My employer is a manufacturer with aluminum being a main component. Since our industry is so specialized and there are few U.S. competitors, we cannot get the special aluminum in the U.S. The only two countries that manufacture it is China and France. Aside from the tariff that was placed specifically upon China, there is another tariff that was just imposed upon aluminum and steel imports into the U.S. Due to this, it has harmed my employer by significantly increasing the cost of our main component. If there was a U.S. manufacturer who we could get this from, we would, but there is not. Since the President has used this situation as a masculinity demonstration, it has shaken the global community.
According to the World Trade Organization (WTO), the tariffs that the President has enacted may be illegal (Lee, 2018). By reviewing Hofstede’s masculinity map, it seems that many members of the WTO are in the mid-range of masculinity (GeertHofste.com, n.d.). This means that there may be several members attempting to offset the United States’ power move, thus resulting in an environment which is not conducive to industry. If we look harder at the information Moran et al presented about conducting business with China, it is apparent that the move the President has taken will not result in a better global environment.
If the U.S. would consider the perception of other countries, including China, and then take that into consideration, it would be easier to craft a plan to boost the economy while also preserving international relationships. China is big on relationship management and also holds the majority of American debt (Moran et al, 2014). With that in mind, it seems advantageous to stay on good terms with China. However, the damage has been done and we have yet to see how U.S. industries, such as ours, will be negatively impacted by the President’s policies.

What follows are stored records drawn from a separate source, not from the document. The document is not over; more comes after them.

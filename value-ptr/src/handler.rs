use crate::{
    abi::{Abi, Itanium},
    CloneSelf,
};
use std::{
    fmt,
    marker::PhantomData,
    mem,
    ptr::{self, NonNull},
};

/// Produces an independently owned replica of a pointee.
///
/// Stateless policies implement this as zero-sized types; stateful ones
/// (e.g. [`ReplicateWith`]) carry their state by value. A replicator never
/// sees a null pointer: the handle maps empty to empty itself.
pub trait Replicate<T: ?Sized> {
    /// Replicate the pointee behind `p`.
    ///
    /// # Safety
    /// `p` must point to a live `T` this replicator understands; for array
    /// replicators that means the first element of a block allocated
    /// through the matching [`Abi`] adapter.
    unsafe fn replicate(&self, p: NonNull<T>) -> NonNull<T>;
}

/// Releases a pointee and the storage behind it.
pub trait Destroy<T: ?Sized> {
    /// Destroy the pointee behind `p` and free its block.
    ///
    /// # Safety
    /// `p` must point to a live `T` allocated the way this destroyer
    /// expects, and must not be used afterwards.
    unsafe fn destroy(&self, p: NonNull<T>);
}

/// Marker for replicators whose replicas are lone boxed objects, releasable
/// by [`DefaultDestroy`].
///
/// # Safety
/// `replicate` must return a pointer valid for `Box::from_raw`.
pub unsafe trait ObjectReplicate<T: ?Sized>: Replicate<T> {}

/// Marker for replicators whose replicas are cookie-tracked arrays laid out
/// by the adapter `A`, releasable by [`ArrayDestroy<T, A>`].
///
/// # Safety
/// `replicate` must return the first element of a block obtained from
/// `A::allocate`, with every element initialized.
pub unsafe trait ArrayReplicate<T, A: Abi>: Replicate<T> {}

macro_rules! stateless_policy {
    ($(#[$attr:meta])* $name:ident<T: ?Sized>) => {
        $(#[$attr])*
        pub struct $name<T: ?Sized>(PhantomData<fn(&T)>);

        stateless_policy!(@impls $name, (T: ?Sized), (T));
    };
    ($(#[$attr:meta])* $name:ident<T, A>) => {
        $(#[$attr])*
        pub struct $name<T, A = Itanium>(PhantomData<(fn(&T), fn() -> A)>);

        stateless_policy!(@impls $name, (T, A), (T, A));
    };
    (@impls $name:ident, ($($decl:tt)*), ($($use:tt)*)) => {
        impl<$($decl)*> $name<$($use)*> {
            /// Create the policy object.
            pub const fn new() -> Self {
                Self(PhantomData)
            }
        }

        impl<$($decl)*> Default for $name<$($use)*> {
            fn default() -> Self {
                Self::new()
            }
        }

        impl<$($decl)*> Clone for $name<$($use)*> {
            fn clone(&self) -> Self {
                Self::new()
            }
        }

        impl<$($decl)*> Copy for $name<$($use)*> {}

        impl<$($decl)*> fmt::Debug for $name<$($use)*> {
            fn fmt(&self, f: &mut fmt::Formatter<'_>) -> fmt::Result {
                f.write_str(stringify!($name))
            }
        }
    };
}

stateless_policy! {
    /// Replicates through the pointee's [`Clone`] impl.
    ///
    /// Only available for sized pointees: a `dyn` pointee replicated
    /// through its statically known type would lose the rest of the
    /// concrete object, so trait objects must use [`DefaultClone`]. That
    /// substitution is enforced by the trait bounds, not at run time.
    DefaultCopy<T: ?Sized>
}

stateless_policy! {
    /// Replicates through the pointee's [`CloneSelf`] capability, which
    /// dispatches to the concrete runtime type.
    DefaultClone<T: ?Sized>
}

stateless_policy! {
    /// Releases a lone boxed pointee.
    DefaultDestroy<T: ?Sized>
}

stateless_policy! {
    /// Replicates a cookie-tracked array element by element through
    /// [`Clone`].
    ArrayCopy<T, A>
}

stateless_policy! {
    /// Replicates a cookie-tracked array element by element through the
    /// placement form of [`CloneSelf`].
    ArrayClone<T, A>
}

stateless_policy! {
    /// Drops every element of a cookie-tracked array, last first, then
    /// releases the block.
    ArrayDestroy<T, A>
}

impl<T: Clone> Replicate<T> for DefaultCopy<T> {
    unsafe fn replicate(&self, p: NonNull<T>) -> NonNull<T> {
        NonNull::from(Box::leak(Box::new(unsafe { p.as_ref() }.clone())))
    }
}

unsafe impl<T: Clone> ObjectReplicate<T> for DefaultCopy<T> {}

impl<T: ?Sized + CloneSelf> Replicate<T> for DefaultClone<T> {
    unsafe fn replicate(&self, p: NonNull<T>) -> NonNull<T> {
        let data = unsafe { p.as_ref() }.clone_self();
        let (_, metadata) = p.as_ptr().to_raw_parts();
        // The replica is the same concrete type, so the source metadata
        // (vtable for a `dyn` pointee) fits it.
        unsafe { NonNull::new_unchecked(ptr::from_raw_parts_mut(data.as_ptr(), metadata)) }
    }
}

unsafe impl<T: ?Sized + CloneSelf> ObjectReplicate<T> for DefaultClone<T> {}

impl<T: ?Sized> Destroy<T> for DefaultDestroy<T> {
    unsafe fn destroy(&self, p: NonNull<T>) {
        drop(unsafe { Box::from_raw(p.as_ptr()) });
    }
}

/// Elements `[0, live)` of a cookie block, dropped in descending order and
/// the block released when the guard goes.
///
/// This is what keeps partial array operations from leaking: a panic
/// mid-build or mid-teardown unwinds through the guard, which finishes the
/// element drops and frees the block before the panic continues. A second
/// panic inside the guard aborts the process.
struct LiveBlock<T, A: Abi> {
    first: NonNull<T>,
    live: usize,
    _abi: PhantomData<fn() -> A>,
}

impl<T, A: Abi> Drop for LiveBlock<T, A> {
    fn drop(&mut self) {
        unsafe {
            while self.live > 0 {
                self.live -= 1;
                ptr::drop_in_place(self.first.as_ptr().add(self.live));
            }
            A::deallocate(self.first);
        }
    }
}

/// Allocate an `n`-element block through `A` and initialize every slot in
/// ascending order with `fill`.
pub(crate) fn fill_array<T, A: Abi>(n: usize, mut fill: impl FnMut(usize, *mut T)) -> NonNull<T> {
    let first = A::allocate::<T>(n);
    let mut guard = LiveBlock::<T, A> {
        first,
        live: 0,
        _abi: PhantomData,
    };
    while guard.live < n {
        fill(guard.live, unsafe { first.as_ptr().add(guard.live) });
        guard.live += 1;
    }
    mem::forget(guard);
    first
}

impl<T: Clone, A: Abi> Replicate<T> for ArrayCopy<T, A> {
    unsafe fn replicate(&self, p: NonNull<T>) -> NonNull<T> {
        let n = unsafe { A::element_count(p) };
        fill_array::<T, A>(n, |i, slot| unsafe {
            slot.write((*p.as_ptr().add(i)).clone());
        })
    }
}

unsafe impl<T: Clone, A: Abi> ArrayReplicate<T, A> for ArrayCopy<T, A> {}

impl<T: CloneSelf, A: Abi> Replicate<T> for ArrayClone<T, A> {
    unsafe fn replicate(&self, p: NonNull<T>) -> NonNull<T> {
        let n = unsafe { A::element_count(p) };
        fill_array::<T, A>(n, |i, slot| unsafe {
            (*p.as_ptr().add(i)).clone_to(slot.cast());
        })
    }
}

unsafe impl<T: CloneSelf, A: Abi> ArrayReplicate<T, A> for ArrayClone<T, A> {}

impl<T, A: Abi> Destroy<T> for ArrayDestroy<T, A> {
    unsafe fn destroy(&self, p: NonNull<T>) {
        let n = unsafe { A::element_count(p) };
        let mut guard = LiveBlock::<T, A> {
            first: p,
            live: n,
            _abi: PhantomData,
        };
        while guard.live > 0 {
            guard.live -= 1;
            unsafe { ptr::drop_in_place(p.as_ptr().add(guard.live)) };
        }
        // Guard drop releases the block; if an element drop panicked above
        // it also finishes the remaining drops first.
    }
}

/// Stateful replicator built from a closure.
///
/// Pair it with a destroyer that understands the closure's allocation
/// through [`ValuePtr::from_raw_in`](crate::ValuePtr::from_raw_in).
#[derive(Clone)]
pub struct ReplicateWith<F>(pub F);

impl<T: ?Sized, F: Fn(NonNull<T>) -> NonNull<T>> Replicate<T> for ReplicateWith<F> {
    unsafe fn replicate(&self, p: NonNull<T>) -> NonNull<T> {
        (self.0)(p)
    }
}

/// Stateful destroyer built from a closure, the custom-deleter case.
#[derive(Clone)]
pub struct DestroyWith<F>(pub F);

impl<T: ?Sized, F: Fn(NonNull<T>)> Destroy<T> for DestroyWith<F> {
    unsafe fn destroy(&self, p: NonNull<T>) {
        (self.0)(p)
    }
}

#[cfg(test)]
mod test {
    use super::*;
    use std::{panic::catch_unwind, sync::Arc};

    #[test]
    fn copy_policy_round_trip() {
        let data = Arc::new(());
        let source = Box::new(data.clone());
        let source = NonNull::from(Box::leak(source));

        let replica = unsafe { DefaultCopy::new().replicate(source) };
        assert_eq!(Arc::strong_count(&data), 3);
        assert_ne!(replica, source);

        unsafe {
            DefaultDestroy::new().destroy(replica);
            DefaultDestroy::new().destroy(source);
        }
        assert_eq!(Arc::strong_count(&data), 1);
    }

    #[test]
    fn array_policy_round_trip() {
        let data = Arc::new(());
        let source = fill_array::<Arc<()>, Itanium>(4, |_, slot| unsafe {
            slot.write(data.clone());
        });
        assert_eq!(Arc::strong_count(&data), 5);

        let replica = unsafe { ArrayCopy::<Arc<()>>::new().replicate(source) };
        assert_eq!(unsafe { Itanium::element_count(replica) }, 4);
        assert_eq!(Arc::strong_count(&data), 9);

        unsafe {
            ArrayDestroy::<Arc<()>>::new().destroy(replica);
            ArrayDestroy::<Arc<()>>::new().destroy(source);
        }
        assert_eq!(Arc::strong_count(&data), 1);
    }

    struct Fused {
        _token: Arc<()>,
        fused: bool,
    }

    impl Clone for Fused {
        fn clone(&self) -> Self {
            if self.fused {
                panic!("fuse blown");
            }
            Self {
                _token: self._token.clone(),
                fused: false,
            }
        }
    }

    #[test]
    fn partial_build_rolls_back() {
        let data = Arc::new(());
        let source = fill_array::<Fused, Itanium>(5, |i, slot| unsafe {
            slot.write(Fused {
                _token: data.clone(),
                fused: i == 3,
            });
        });
        assert_eq!(Arc::strong_count(&data), 6);

        // The fourth element refuses to clone; the three already built must
        // be dropped and the new block freed before the panic surfaces.
        let result = catch_unwind(|| unsafe { ArrayCopy::<Fused>::new().replicate(source) });
        assert!(result.is_err());
        assert_eq!(Arc::strong_count(&data), 6);

        unsafe { ArrayDestroy::<Fused>::new().destroy(source) };
        assert_eq!(Arc::strong_count(&data), 1);
    }

    struct NoisyDrop {
        _token: Arc<()>,
        noisy: bool,
    }

    impl Drop for NoisyDrop {
        fn drop(&mut self) {
            if self.noisy {
                panic!("drop failed");
            }
        }
    }

    #[test]
    fn teardown_finishes_past_a_panicking_drop() {
        let data = Arc::new(());
        // Destruction runs last-to-first, so index 4 panics first and the
        // remaining four must still be dropped.
        let source = fill_array::<NoisyDrop, Itanium>(5, |i, slot| unsafe {
            slot.write(NoisyDrop {
                _token: data.clone(),
                noisy: i == 4,
            });
        });
        assert_eq!(Arc::strong_count(&data), 6);

        let result = catch_unwind(|| unsafe { ArrayDestroy::<NoisyDrop>::new().destroy(source) });
        assert!(result.is_err());
        assert_eq!(Arc::strong_count(&data), 1);
    }

    #[test]
    fn custom_deleter() {
        let data = Arc::new(());
        let p = NonNull::from(Box::leak(Box::new(data.clone())));
        let deleter = DestroyWith(|p: NonNull<Arc<()>>| unsafe {
            drop(Box::from_raw(p.as_ptr()));
        });
        unsafe { deleter.destroy(p) };
        assert_eq!(Arc::strong_count(&data), 1);
    }
}
//! Reputation policy: find peers that take more than they give and evict them.

use log::warn;
use serde::Serialize;
use std::fmt;

use crate::core::config::Config;
use crate::core::peer::{PeerAddress, PeerId, PeerRecord, PeerStore};
use crate::network::PeerDirectory;

#[derive(Debug, Clone, Copy, PartialEq, Serialize)]
#[serde(tag = "reason", rename_all = "snake_case")]
pub enum EvictionReason {
    LowRatio { ratio: f64 },
    ExcessRequests { pending: u32 },
}

impl fmt::Display for EvictionReason {
    fn fmt(&self, f: &mut fmt::Formatter<'_>) -> fmt::Result {
        match self {
            EvictionReason::LowRatio { ratio } => write!(f, "upload ratio {:.3}", ratio),
            EvictionReason::ExcessRequests { pending } => {
                write!(f, "{} unanswered requests", pending)
            }
        }
    }
}

#[derive(Debug, Clone, PartialEq, Serialize)]
pub struct Eviction {
    pub peer: PeerId,
    pub address: PeerAddress,
    pub reason: EvictionReason,
}

#[derive(Debug, Clone, Copy)]
pub struct FreeriderDetector {
    ratio_threshold: f64,
    pending_request_threshold: u32,
    ratio_grace_bytes: u64,
}

impl FreeriderDetector {
    pub fn new(config: &Config) -> Self {
        Self {
            ratio_threshold: config.ratio_threshold,
            pending_request_threshold: config.pending_request_threshold,
            ratio_grace_bytes: config.ratio_grace_bytes,
        }
    }

    /// Why `record` breaches the policy, if it does.
    pub fn assess(&self, record: &PeerRecord) -> Option<EvictionReason> {
        let ratio = record.ratio();
        if record.downloaded_bytes() > self.ratio_grace_bytes && ratio < self.ratio_threshold {
            return Some(EvictionReason::LowRatio { ratio });
        }
        if record.pending_requests() > self.pending_request_threshold {
            return Some(EvictionReason::ExcessRequests {
                pending: record.pending_requests(),
            });
        }
        None
    }

    /// Evict every non-root peer that breaches the policy.
    ///
    /// Each evicted peer is deregistered from `directory` and its slot is reset
    /// to the placeholder address.
    pub fn sweep(&self, store: &mut PeerStore, directory: &dyn PeerDirectory) -> Vec<Eviction> {
        let evictions: Vec<Eviction> = store
            .peers()
            .filter_map(|(peer, record)| {
                self.assess(record).map(|reason| Eviction {
                    peer,
                    address: record.address,
                    reason,
                })
            })
            .collect();

        for eviction in &evictions {
            warn!(
                "Evicting freerider peer {} at {}: {}",
                eviction.peer, eviction.address, eviction.reason
            );
            directory.deregister(&eviction.address);
            store.initialize(eviction.peer, PeerAddress::placeholder());
        }

        evictions
    }
}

Asia News Monitor. (March 19, 2018). United States/China: Trump’s tariffs may end up benefiting China, analysts say. Asia News Monitor. Retrieved from https://search-proquest-com.ezaccess.libraries.psu.edu/docview/2014755577/fulltext/C14C56BDCE174AAEPQ/1?accountid=13158
Geert Hofstede.com. (n.d.). The 6-D model of national culture. Retrieved from https://geerthofstede.com/culture-geert-hofstede-gert-jan-hofstede/6d-model-of-national-culture/
Lee, D. (March 18, 2018). Trump tariffs may threaten WTO: other nations may use security rule to skirt trade system. Chicago Tribune. Retrieved from https://search-proquest-com.ezaccess.libraries.psu.edu/docview/2014663322?pq-origsite=summon&accountid=13158
Moran, R. T., Abramson, N. R. & Moran S. V. (2014). Managing cultural differences, (9th ed). New York, NY: Routledge.